The same man who would impart a perfectly normal risk onto his children should he conceive with a woman, would impart a HUGE risk onto his children if he tried to conceive with a man. And while it is hard to prevent a man and woman from conceiving together, it is easy to prevent a lab from doing all the complicated steps it would take to join same-sex gametes. It can’t happen accidentally, and it can’t happen just because two people love each other and act naturally, it can only happen with a team of experts acting with full malice aforethought, and that changes the way we have to look at the risk. This is purposefully, knowingly, intentionally putting people at risk, and going to a great deal of trouble to do it.

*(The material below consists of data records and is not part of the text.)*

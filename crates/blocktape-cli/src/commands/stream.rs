//! Stream command implementation
//!
//! Runs a streaming session over a replay file. Without `--ticks` the
//! session ticks on its own timer until Ctrl+C; with `--ticks N` the command
//! drives exactly N ticks at the configured interval and stops.

use anyhow::{Context, Result};
use blocktape_stream::{
    DirectoryArchiver, ManualTimer, NullArchiver, ReplayEventSource, SessionEvent,
    SnapshotArchiver, StreamConfig, StreamingSessionManager, TickOutcome,
};
use colored::Colorize;
use std::path::Path;
use std::process::ExitCode;
use std::sync::Arc;
use tracing::info;

use crate::input::load_events;

/// Options for one stream run.
#[derive(Debug, Clone, Default)]
pub struct StreamOptions {
    /// JSON configuration file
    pub config: Option<String>,
    /// Directory receiving snapshots (default: snapshots are discarded)
    pub archive_dir: Option<String>,
    /// Number of ticks to run before stopping
    pub ticks: Option<u64>,
    /// Override of the tick interval in milliseconds
    pub tick_ms: Option<u64>,
    /// Render only the first N seconds of each track
    pub preview: Option<f64>,
    /// Override of the snapshot cost threshold
    pub snapshot_threshold: Option<f64>,
}

/// Run the stream command
///
/// # Returns
/// Exit code: 0 after a clean stop, 1 error
pub fn run(events_path: &str, options: &StreamOptions) -> Result<ExitCode> {
    let runtime = tokio::runtime::Builder::new_multi_thread()
        .enable_all()
        .build()
        .context("Failed to start async runtime")?;
    runtime.block_on(run_session(events_path, options))
}

/// Applies file and flag settings on top of the defaults.
pub fn build_config(options: &StreamOptions) -> Result<StreamConfig> {
    let mut config = match &options.config {
        Some(path) => StreamConfig::from_json_file(path)
            .with_context(|| format!("Failed to load config: {}", path))?,
        None => StreamConfig::default(),
    };
    if let Some(ms) = options.tick_ms {
        config.tick_interval_ms = ms;
    }
    if let Some(seconds) = options.preview {
        config.synth.preview_seconds = Some(seconds);
    }
    if let Some(threshold) = options.snapshot_threshold {
        config.snapshot_cost_threshold = threshold;
    }
    config.validate()?;
    Ok(config)
}

async fn run_session(events_path: &str, options: &StreamOptions) -> Result<ExitCode> {
    let config = build_config(options)?;
    let loaded = load_events(Path::new(events_path))?;

    println!("{} {}", "Streaming from:".cyan().bold(), events_path);
    println!(
        "{} {} batches, tick every {:?}",
        "Source:".dimmed(),
        loaded.batches.len(),
        config.tick_interval()
    );

    let archiver: Arc<dyn SnapshotArchiver> = match &options.archive_dir {
        Some(dir) => {
            println!("{} {}", "Archive:".dimmed(), dir);
            Arc::new(DirectoryArchiver::new(dir))
        }
        None => Arc::new(NullArchiver),
    };

    let tick_interval = config.tick_interval();
    let mut builder = StreamingSessionManager::builder(config)
        .source(Arc::new(ReplayEventSource::new(loaded.batches)))
        .archiver(archiver);
    if options.ticks.is_some() {
        builder = builder.timer(Arc::new(ManualTimer::new()));
    }
    let manager = builder.build()?;

    let (subscription, mut events) = manager.events().subscribe_channel();
    let printer = tokio::spawn(async move {
        while let Some(event) = events.recv().await {
            print_event(&event);
        }
    });

    manager.start().await.context("Failed to start session")?;

    match options.ticks {
        Some(ticks) => {
            let mut interval = tokio::time::interval(tick_interval);
            interval.tick().await;
            for _ in 0..ticks {
                tokio::select! {
                    _ = interval.tick() => {
                        if manager.tick().await == TickOutcome::NotActive {
                            break;
                        }
                    }
                    _ = tokio::signal::ctrl_c() => {
                        info!("Received Ctrl+C, stopping session");
                        break;
                    }
                }
            }
        }
        None => {
            tokio::signal::ctrl_c()
                .await
                .context("Failed to listen for Ctrl+C")?;
            info!("Received Ctrl+C, stopping session");
        }
    }

    let session = manager.stop().await?;
    manager.events().unsubscribe(subscription);
    let _ = printer.await;

    println!(
        "{} {} tracks, {:.1}s of audio, {} snapshots",
        "Session ended:".green().bold(),
        session.stats.tracks_played,
        session.stats.total_duration_seconds,
        session.snapshots.len()
    );
    Ok(ExitCode::SUCCESS)
}

fn print_event(event: &SessionEvent) {
    match event {
        SessionEvent::SessionStarted { session_id, .. } => {
            println!("  {} session {}", "*".cyan(), session_id)
        }
        SessionEvent::NewTrack {
            track_id,
            sequence,
            duration_seconds,
            ..
        } => println!(
            "  {} track {} from #{} ({:.1}s)",
            "+".green(),
            &track_id[..8.min(track_id.len())],
            sequence,
            duration_seconds
        ),
        SessionEvent::CrossfadeStarted { duration_ms, .. } => {
            println!("  {} crossfade {}ms", "~".cyan(), duration_ms)
        }
        SessionEvent::SnapshotRequested { .. } => {}
        SessionEvent::SnapshotCreated { receipt, .. } => {
            println!("  {} snapshot {}", "#".yellow(), receipt.location_uri)
        }
        SessionEvent::ConfigurationEvolved { evolution } => println!(
            "  {} evolved: tempo {:+.2}, swing {:+.2}",
            "~".dimmed(),
            evolution.tempo_bias,
            evolution.swing_bias
        ),
        SessionEvent::StreamingError { code, message } => {
            eprintln!("  {} [{}] {}", "!".red(), code, message)
        }
        SessionEvent::SessionEnded { .. } => {}
    }
}
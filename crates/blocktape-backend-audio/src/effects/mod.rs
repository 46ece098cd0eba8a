//! Mastering chain applied to every mixed frame.
//!
//! Stages, in order:
//! 1. Lowpass with a slowly swept, level-dependent cutoff and a resonance bump
//! 2. Bit-depth reduction
//! 3. Reverb approximation: slow periodic gain lift plus a one-pole smear
//! 4. Tempo-synced echo
//! 5. `tanh` distortion
//! 6. `tanh` tape saturation (when enabled)
//! 7. Soft-knee compressor, stereo-linked
//! 8. Wow and flutter as a slow amplitude wobble
//!
//! The reverb and wow/flutter stages are approximations. Neither convolves
//! with an impulse response, and wow/flutter scales the level rather than
//! the pitch, so nothing is resampled.

pub mod delay_line;
pub mod dynamics;
pub mod filter;
pub mod saturation;

use std::f64::consts::TAU;

use blocktape_spec::MusicParameters;

use crate::mixer::StereoFrame;
use delay_line::DelayLine;
use dynamics::Compressor;
use filter::{Biquad, BiquadCoeffs, OnePole};
use saturation::{bitcrush, distortion_drive, tanh_drive, CRUSH_BITS, TAPE_DRIVE};

/// Cutoff at `filter_cutoff = 0`; each unit of `filter_cutoff` is a decade.
const BASE_CUTOFF_HZ: f64 = 800.0;
const FILTER_Q: f64 = 1.2;
const CUTOFF_SWEEP_DEPTH: f64 = 0.15;
const CUTOFF_SWEEP_HZ: f64 = 0.05;
/// Cutoff drop at full level.
const LEVEL_DARKENING: f64 = 0.3;
/// Filter coefficients are recomputed every this many frames.
const COEFF_UPDATE_INTERVAL: u64 = 32;

const REVERB_LIFT: f64 = 0.3;
const REVERB_LFO_HZ: f64 = 0.1;
const REVERB_SMEAR_MS: f64 = 40.0;

/// Echo time in beats (dotted eighth).
const ECHO_BEATS: f64 = 0.75;
const ECHO_FEEDBACK: f64 = 0.35;
const ECHO_MIX_SCALE: f64 = 0.25;

const WOW_DEPTH: f64 = 0.004;
const WOW_HZ: f64 = 0.5;
const FLUTTER_DEPTH: f64 = 0.002;
const FLUTTER_HZ: f64 = 6.0;

/// Mastering amounts taken from a parameter set.
#[derive(Debug, Clone, Copy, PartialEq)]
pub struct MasteringSettings {
    /// 0-1, in decades above [`BASE_CUTOFF_HZ`].
    pub filter_cutoff: f64,
    pub reverb: f64,
    pub delay: f64,
    pub distortion: f64,
    pub tape_saturation: bool,
    /// Echo time in seconds.
    pub echo_seconds: f64,
}

impl MasteringSettings {
    pub fn from_params(params: &MusicParameters) -> Self {
        Self {
            filter_cutoff: unit_or(params.filter_cutoff, 0.5),
            reverb: unit_or(params.reverb, 0.0),
            delay: unit_or(params.delay, 0.0),
            distortion: unit_or(params.distortion, 0.0),
            tape_saturation: params.features.tape_saturation,
            echo_seconds: ECHO_BEATS * params.seconds_per_beat(),
        }
    }
}

/// Clamps to `[0, 1]`, replacing non-finite values.
fn unit_or(value: f64, fallback: f64) -> f64 {
    if value.is_finite() {
        value.clamp(0.0, 1.0)
    } else {
        fallback
    }
}

/// Per-channel state of the chain.
#[derive(Debug, Clone)]
struct ChannelState {
    filter: Biquad,
    level: OnePole,
    smear: OnePole,
    echo: DelayLine,
}

impl ChannelState {
    fn new(coeffs: BiquadCoeffs, echo_samples: usize, sample_rate: f64) -> Self {
        Self {
            filter: Biquad::new(coeffs),
            level: OnePole::with_time(10.0, sample_rate),
            smear: OnePole::with_time(REVERB_SMEAR_MS, sample_rate),
            echo: DelayLine::new(echo_samples + 1),
        }
    }
}

/// Stateful mastering chain for one render.
#[derive(Debug, Clone)]
pub struct MasteringChain {
    settings: MasteringSettings,
    sample_rate: f64,
    echo_samples: usize,
    channels: [ChannelState; 2],
    compressor: Compressor,
}

impl MasteringChain {
    pub fn new(settings: MasteringSettings, sample_rate: u32) -> Self {
        let sr = sample_rate as f64;
        let echo_samples = (settings.echo_seconds.clamp(0.01, 4.0) * sr).round() as usize;
        let coeffs = BiquadCoeffs::lowpass(base_cutoff(settings.filter_cutoff), FILTER_Q, sr);
        let channel = ChannelState::new(coeffs, echo_samples, sr);
        Self {
            settings,
            sample_rate: sr,
            echo_samples,
            channels: [channel.clone(), channel],
            compressor: Compressor::mastering(sr),
        }
    }

    pub fn settings(&self) -> &MasteringSettings {
        &self.settings
    }

    /// Processes the frame at `index`. Output is finite and within `[-1, 1]`.
    pub fn process(&mut self, index: u64, frame: StereoFrame) -> StereoFrame {
        let t = index as f64 / self.sample_rate;
        let s = self.settings;

        if index % COEFF_UPDATE_INTERVAL == 0 {
            let sweep = 1.0 + CUTOFF_SWEEP_DEPTH * (TAU * CUTOFF_SWEEP_HZ * t).sin();
            for ch in &mut self.channels {
                let level = ch.level.value().abs().min(1.0);
                let cutoff = base_cutoff(s.filter_cutoff) * sweep * (1.0 - LEVEL_DARKENING * level);
                ch.filter
                    .set_coeffs(BiquadCoeffs::lowpass(cutoff, FILTER_Q, self.sample_rate));
            }
        }

        let reverb_gain = 1.0 + s.reverb * REVERB_LIFT * (0.5 + 0.5 * (TAU * REVERB_LFO_HZ * t).sin());
        let echo_mix = s.delay * ECHO_MIX_SCALE;
        let drive = distortion_drive(s.distortion);

        let mut out = [frame.left, frame.right];
        for (x, ch) in out.iter_mut().zip(self.channels.iter_mut()) {
            let input = if x.is_finite() { *x } else { 0.0 };
            ch.level.process(input.abs());

            let mut y = ch.filter.process(input);
            y = bitcrush(y, CRUSH_BITS);

            let smeared = ch.smear.process(y);
            y = y * reverb_gain + s.reverb * 0.5 * smeared;

            let echoed = ch.echo.read(self.echo_samples);
            ch.echo.write(y + ECHO_FEEDBACK * echoed);
            y += echo_mix * echoed;

            y = tanh_drive(y, drive);
            if s.tape_saturation {
                y = tanh_drive(y, TAPE_DRIVE);
            }
            *x = y;
        }

        let (l, r) = self.compressor.process(out[0], out[1]);
        let wobble = wobble_gain(t);

        StereoFrame {
            left: finish(l * wobble),
            right: finish(r * wobble),
        }
    }
}

/// Amplitude wobble standing in for tape wow and flutter.
fn wobble_gain(t: f64) -> f64 {
    1.0 + WOW_DEPTH * (TAU * WOW_HZ * t).sin() + FLUTTER_DEPTH * (TAU * FLUTTER_HZ * t).sin()
}

fn base_cutoff(filter_cutoff: f64) -> f64 {
    BASE_CUTOFF_HZ * 10f64.powf(filter_cutoff)
}

fn finish(sample: f64) -> f64 {
    if sample.is_finite() {
        sample.clamp(-1.0, 1.0)
    } else {
        0.0
    }
}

And the risk is out in the open, it is public. We know that the risk is huge because we know that both of the progenators [sic?] are both of the same sex. That is public information, whereas the risks of a male-female couple are private, if they are known at all.
It is a matter of principle that the chance of having healthy children is about the same for all people, not only because it would be impossible to correctly ascertain each couple’s liklihood of having healthy children, but because we recognize that there is a basic natural civil right for everyone to have children. But that basic natural civil right doesn’t mean that a lab can start trying to create people that couldn’t conceivably naturally exist if the proginators were healthy. Our basic civil right is to marry and procreate naturally.
Your concern about male-female couples being told that they may not conceive together because they are above a risk threshold is indeed a valid concern, though. But the scenario that would lead to that is if we had same-sex marriage but then didn’t allow those same-sex marriages to conceive children together. Then, all marriages would be equally subjected to that sort of risk analysis. Marriage needs to continue to proect a couple’s conception rights, we can’t start having marriages that labs turn away because of genetic risks.